• _YOUR TASK_: What you write should be an exact copy of the material, from its first line through the line containing "the orchestrator (saves)".

• _ENTRIES SHOWN_:
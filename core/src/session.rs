//! Game session — owns and wires every persistence component.
//!
//! RULES:
//!   - One session owns exactly one backend, aggregator, orchestrator and
//!     resume controller. Nothing here is global.
//!   - Gameplay reaches the store only through the orchestrator (saves)
//!     and the resume controller (loads).
//!   - Loads of any kind go through the same two-phase resume path.

use crate::{
    aggregator::WorldStateAggregator,
    backend::{open_backend, BackendKind, OpenedBackend, SaveBackend},
    clock::{ManualClock, WallClock},
    collaborators::{
        register_defaults, EconomySystem, FarmingSystem, RelationshipSystem, WeatherSystem,
    },
    config::SaveConfig,
    error::{SaveError, SaveResult},
    migration::{migrate_fallback_save, migrate_legacy_save, LegacyOutcome},
    narrative::{BufferedTranscript, SceneNode, ScriptedNarrative},
    orchestrator::{AutoTrigger, Notice, SaveOrchestrator, SaveOutcome},
    resume::{BootstrapOutcome, BootstrapRequest, ResumeController, ResumeState},
    rng::RngBank,
    snapshot::{MigrationLogEntry, SaveRecord},
    types::{SaveId, SaveTier, SessionId},
};
use uuid::Uuid;

/// Scene a new game opens on.
pub const OPENING_SCENE: &str = "arrival";

pub struct GameSession {
    backend:      Box<dyn SaveBackend>,
    world:        WorldStateAggregator,
    orchestrator: SaveOrchestrator,
    resume:       ResumeController,
    session_id:   SessionId,
    legacy:       Option<LegacyOutcome>,
    /// Save left behind by an earlier session that ran on the fallback.
    recovered:    Option<LegacyOutcome>,
}

impl GameSession {
    /// Open storage, migrate any legacy save, and wire the reference
    /// collaborators, scene engine and transcript.
    ///
    /// Only a flat store that cannot be opened fails the build. A missing
    /// transactional store degrades to the fallback and queues a notice.
    pub fn build(config: SaveConfig, clock: Box<dyn WallClock>, world_seed: u64) -> SaveResult<Self> {
        let now = clock.now_millis();
        let mut world = WorldStateAggregator::new();
        register_defaults(&mut world, RngBank::new(world_seed))?;
        world.attach_scene_cursor(Box::new(ScriptedNarrative::new(opening_scenes())));
        world.attach_surface(Box::new(BufferedTranscript::default()));

        let opened = open_backend(&config)?;
        let request_durability = config.request_durability;
        let legacy_key = config.legacy_key.clone();
        let mut session = match opened {
            OpenedBackend::Transactional { store, mut flat } => {
                if request_durability && !store.request_durability() {
                    log::info!("durability not granted; saves may be evicted");
                }
                let legacy = match migrate_legacy_save(&mut flat, &store, &legacy_key, now) {
                    Ok(outcome) => Some(outcome),
                    Err(e) => {
                        log::warn!("legacy migration failed, key kept for next start: {e}");
                        None
                    }
                };
                let recovered = match migrate_fallback_save(&mut flat, &store, now) {
                    Ok(outcome) => Some(outcome),
                    Err(e) => {
                        log::warn!("fallback save not recovered, keys kept for next start: {e}");
                        None
                    }
                };
                let mut session = Self::from_parts(Box::new(store), world, config, clock);
                session.legacy = legacy;
                session.recovered = recovered;
                session
            }
            OpenedBackend::Fallback { backend, reason } => {
                let mut session = Self::from_parts(Box::new(backend), world, config, clock);
                session.orchestrator.push_notice(Notice::DegradedMode { reason });
                session
            }
        };
        log::info!(
            "session {} ready on {:?} backend",
            session.session_id,
            session.backend.kind()
        );
        Ok(session)
    }

    /// In-memory session for tests and tools.
    pub fn build_test(clock: ManualClock, world_seed: u64) -> SaveResult<Self> {
        Self::build(SaveConfig::default_test(), Box::new(clock), world_seed)
    }

    /// Wire a session around an already-open backend and a pre-built world.
    /// No legacy migration, no durability request.
    pub fn from_parts(
        backend: Box<dyn SaveBackend>,
        world: WorldStateAggregator,
        config: SaveConfig,
        clock: Box<dyn WallClock>,
    ) -> Self {
        let session_id = Uuid::new_v4().to_string();
        Self {
            backend,
            world,
            orchestrator: SaveOrchestrator::new(config, clock, session_id.clone()),
            resume:       ResumeController::new(),
            session_id,
            legacy:       None,
            recovered:    None,
        }
    }

    // ── Accessors ──────────────────────────────────────────────

    pub fn session_id(&self) -> &str {
        &self.session_id
    }

    pub fn world(&self) -> &WorldStateAggregator {
        &self.world
    }

    pub fn world_mut(&mut self) -> &mut WorldStateAggregator {
        &mut self.world
    }

    pub fn store(&self) -> &dyn SaveBackend {
        self.backend.as_ref()
    }

    pub fn backend_kind(&self) -> BackendKind {
        self.backend.kind()
    }

    pub fn resume_state(&self) -> ResumeState {
        self.resume.state()
    }

    pub fn is_restoring(&self) -> bool {
        self.orchestrator.is_restoring()
    }

    /// What happened to the legacy flat save at build time, if anything
    /// was attempted.
    pub fn legacy_outcome(&self) -> Option<&LegacyOutcome> {
        self.legacy.as_ref()
    }

    /// What happened to a save written in fallback mode by an earlier
    /// session, if the transactional store was available this time.
    pub fn fallback_outcome(&self) -> Option<&LegacyOutcome> {
        self.recovered.as_ref()
    }

    // ── Bootstrap / resume ─────────────────────────────────────

    /// Resume or start a game. Stops after Phase 1 when resuming; call
    /// `finish_presentation` once the display is ready.
    pub fn bootstrap(&mut self, request: BootstrapRequest) -> BootstrapOutcome {
        let outcome = self.resume.bootstrap(
            request,
            self.backend.as_ref(),
            &mut self.world,
            &mut self.orchestrator,
        );
        if let BootstrapOutcome::NewGame { .. } = outcome {
            self.open_new_game();
        }
        outcome
    }

    /// Bootstrap with `Continue` and run both resume phases.
    pub fn continue_game(&mut self) -> BootstrapOutcome {
        let outcome = self.bootstrap(BootstrapRequest::Continue);
        if let BootstrapOutcome::Resumed { .. } = outcome {
            self.finish_presentation();
        }
        outcome
    }

    pub fn finish_presentation(&mut self) -> bool {
        self.resume
            .finish_presentation(&mut self.world, &mut self.orchestrator)
    }

    /// Load a specific record through both resume phases. On failure the
    /// current game is kept and a `LoadFailed` notice is queued.
    pub fn load_save(&mut self, id: SaveId) -> SaveResult<SaveId> {
        let result = self
            .backend
            .read(id)
            .and_then(|record| record.ok_or(SaveError::SaveNotFound { id }))
            .and_then(|record| {
                self.resume.begin(
                    &record,
                    self.backend.as_ref(),
                    &mut self.world,
                    &mut self.orchestrator,
                )
            });
        match result {
            Ok(id) => {
                self.finish_presentation();
                Ok(id)
            }
            Err(e) => {
                self.orchestrator
                    .push_notice(Notice::LoadFailed { message: e.to_string() });
                Err(e)
            }
        }
    }

    /// Load the newest manual save called `name`.
    pub fn load_named(&mut self, name: &str) -> SaveResult<SaveId> {
        let id = self
            .backend
            .list(Some(SaveTier::Manual))?
            .into_iter()
            .find(|r| r.name == name)
            .and_then(|r| r.id)
            .ok_or_else(|| SaveError::NamedSaveNotFound { name: name.to_string() })?;
        self.load_save(id)
    }

    /// Load the newest quick save. `Ok(None)` if there is none.
    pub fn quick_load(&mut self) -> SaveResult<Option<SaveId>> {
        let newest = self
            .backend
            .list(Some(SaveTier::Quick))?
            .into_iter()
            .find_map(|r| r.id);
        match newest {
            Some(id) => self.load_save(id).map(Some),
            None => Ok(None),
        }
    }

    // ── Gameplay hooks ─────────────────────────────────────────

    /// Advance the game clock, run day-boundary collaborator updates, and
    /// give the auto-save interval a chance to fire.
    pub fn advance_time(&mut self, minutes: u64) -> Option<SaveOutcome> {
        let days_crossed = self.world.state_mut().time.advance_minutes(minutes);
        if days_crossed > 0 {
            let today = self.world.state().time.day;
            for day in today + 1 - days_crossed..=today {
                self.start_day(day);
            }
        }
        self.orchestrator
            .on_time_advanced(self.backend.as_ref(), &self.world)
    }

    /// Move the scripted narrative to `scene_id` through the normal
    /// pipeline, render it, and run the scene-transition auto-save.
    pub fn transition_scene(&mut self, scene_id: &str) -> SaveResult<Option<SaveOutcome>> {
        let entered = self
            .world
            .scene_as_mut::<ScriptedNarrative>()
            .and_then(|n| n.transition_to(scene_id));
        if entered.is_none() {
            return Err(SaveError::UnknownScene { id: scene_id.to_string() });
        }
        self.render_current_scene();
        Ok(self
            .orchestrator
            .on_scene_transition(self.backend.as_ref(), &self.world))
    }

    /// Enter a node built at runtime. It exists nowhere but in the cursor
    /// and, once saved, in the snapshot.
    pub fn enter_generated_scene(&mut self, node: SceneNode) -> Option<SaveOutcome> {
        let narrative = self.world.scene_as_mut::<ScriptedNarrative>()?;
        narrative.enter_generated(node);
        self.render_current_scene();
        self.orchestrator
            .on_scene_transition(self.backend.as_ref(), &self.world)
    }

    // ── Saves ──────────────────────────────────────────────────

    pub fn auto_save(&mut self) -> SaveOutcome {
        self.orchestrator
            .auto_save(self.backend.as_ref(), &self.world, AutoTrigger::Requested)
    }

    pub fn quick_save(&mut self) -> SaveResult<SaveOutcome> {
        self.orchestrator.quick_save(self.backend.as_ref(), &self.world)
    }

    pub fn manual_save(&mut self, name: &str) -> SaveResult<SaveOutcome> {
        self.orchestrator
            .manual_save(self.backend.as_ref(), &self.world, name)
    }

    pub fn delete_save(&mut self, id: SaveId) -> SaveResult<()> {
        self.backend.remove(id)?;
        log::info!("save {id} deleted");
        Ok(())
    }

    pub fn list_saves(&self, tier: Option<SaveTier>) -> SaveResult<Vec<SaveRecord>> {
        self.backend.list(tier)
    }

    pub fn take_notices(&mut self) -> Vec<Notice> {
        self.orchestrator.take_notices()
    }

    pub fn migration_log(&self) -> SaveResult<Vec<MigrationLogEntry>> {
        self.backend.migration_log()
    }

    // ── Internals ──────────────────────────────────────────────

    fn open_new_game(&mut self) {
        if let Some(surface) = self.world.surface_mut() {
            surface.replay("");
        }
        if let Some(narrative) = self.world.scene_as_mut::<ScriptedNarrative>() {
            narrative.transition_to(OPENING_SCENE);
        }
        self.render_current_scene();
    }

    fn start_day(&mut self, day: u32) {
        let season = self.world.state().environment.season;
        let weather = self
            .world
            .collaborator_mut::<WeatherSystem>()
            .map(|w| w.roll_for_day(day, season));
        if let Some(kind) = weather {
            self.world.state_mut().environment.weather = kind.as_str().to_string();
        }

        let drift = self.world.collaborator_mut::<EconomySystem>().map(|e| {
            e.open_market(day);
            e.ledger.market_drift
        });
        if let Some(drift) = drift {
            let economy = &mut self.world.state_mut().economy;
            economy.price_index = drift;
            economy.last_market_day = day;
        }

        if let Some(farming) = self.world.collaborator_mut::<FarmingSystem>() {
            farming.grow_overnight();
        }
        if let Some(relationships) = self.world.collaborator_mut::<RelationshipSystem>() {
            relationships.new_day();
        }
        log::debug!("day {day} started");
    }

    fn render_current_scene(&mut self) {
        let Some(node) = self
            .world
            .scene_as::<ScriptedNarrative>()
            .and_then(|n| n.current().cloned())
        else {
            return;
        };
        self.world.state_mut().story.current_scene_id = Some(node.id.clone());
        if let Some(transcript) = self.world.surface_as_mut::<BufferedTranscript>() {
            for line in &node.text {
                transcript.push_line(&node.id, line);
            }
            transcript.push_choices(&node);
        }
    }
}

/// A few fixed scenes so a new game has somewhere to start.
fn opening_scenes() -> Vec<SceneNode> {
    vec![
        SceneNode::new(
            OPENING_SCENE,
            vec![
                "The bus leaves you at the end of a dirt road.".into(),
                "A weathered sign reads: Willowmere Farm.".into(),
            ],
        )
        .with_choice("enter_farmhouse", "Go inside", Some("farmhouse"))
        .with_choice("walk_to_village", "Walk to the village", Some("village_square")),
        SceneNode::new(
            "farmhouse",
            vec!["Dust hangs in the light. The stove still works.".into()],
        )
        .with_choice("sleep", "Rest for the night", None),
        SceneNode::new(
            "village_square",
            vec!["The mayor waves from the fountain.".into()],
        )
        .with_choice("greet_mayor", "Say hello", None),
        SceneNode::new(
            "forest_clearing",
            vec!["Something large moves between the trees.".into()],
        )
        .with_choice("fight", "Stand your ground", None)
        .with_choice("run", "Run back", Some("farmhouse")),
    ]
}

• _TASK RESULT_:
filename core/src/session.rs
//! Game session — owns and wires every persistence component.
//!
//! RULES:
//!   - One session owns exactly one backend, aggregator, orchestrator and
//!     resume controller. Nothing here is global.
//!   - Gameplay reaches the store only through the orchestrator (saves)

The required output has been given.